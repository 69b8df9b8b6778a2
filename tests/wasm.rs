#![cfg(target_arch = "wasm32")]

use js_sys::Reflect;
use othello::wasm::WasmGame;
use wasm_bindgen::JsValue;
use wasm_bindgen_test::*;

#[wasm_bindgen_test]
fn state_is_a_plain_object() {
    let mut game = WasmGame::new();
    assert!(game.play(2, 3));

    let state = game.state().unwrap();
    let current = Reflect::get(&state, &JsValue::from_str("current_player")).unwrap();
    let black = Reflect::get(&state, &JsValue::from_str("black_count")).unwrap();

    assert_eq!(current.as_f64(), Some(2.0));
    assert_eq!(black.as_f64(), Some(4.0));
}

#[wasm_bindgen_test]
fn result_is_null_while_playing() {
    let game = WasmGame::new();

    assert!(game.result().unwrap().is_null());
}
//! Typed identifier for item rows.
//!
//! Item keys are generated by SQLite on insert, so unlike a UUID they are
//! never minted in-process: an [`ItemId`] only ever comes from the database
//! or from parsing a request path.

use serde::{Deserialize, Serialize};
use std::fmt;
use std::num::ParseIntError;
use std::str::FromStr;

/// Primary key of an item row.
#[derive(Debug, Clone, Copy, PartialEq, Eq, Hash, PartialOrd, Ord, Serialize, Deserialize)]
#[serde(transparent)]
pub struct ItemId(i64);

impl ItemId {
    /// Return the raw rowid value.
    #[must_use]
    pub fn get(self) -> i64 {
        self.0
    }
}

impl fmt::Display for ItemId {
    fn fmt(&self, f: &mut fmt::Formatter<'_>) -> fmt::Result {
        write!(f, "{}", self.0)
    }
}

impl FromStr for ItemId {
    type Err = ParseIntError;

    fn from_str(s: &str) -> std::result::Result<Self, Self::Err> {
        s.parse::<i64>().map(Self)
    }
}

impl From<i64> for ItemId {
    fn from(id: i64) -> Self {
        Self(id)
    }
}

impl From<ItemId> for i64 {
    fn from(id: ItemId) -> Self {
        id.0
    }
}
//! hw-core: shared types, IDs, errors, and configuration.
//!
//! This crate is the foundational dependency for the other hw-* crates,
//! providing the item identifier, a unified error type, and application
//! configuration.

pub mod config;
pub mod error;
pub mod ids;

// Re-export the most commonly used items at the crate root.
pub use error::{Error, Result};
pub use ids::ItemId;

**Exercise brief**. Among the records, find the lines that contain "WasmGame" and copy each of them.

**Exercise solution**.
use othello::wasm::WasmGame;
    let mut game = WasmGame::new();
    let game = WasmGame::new();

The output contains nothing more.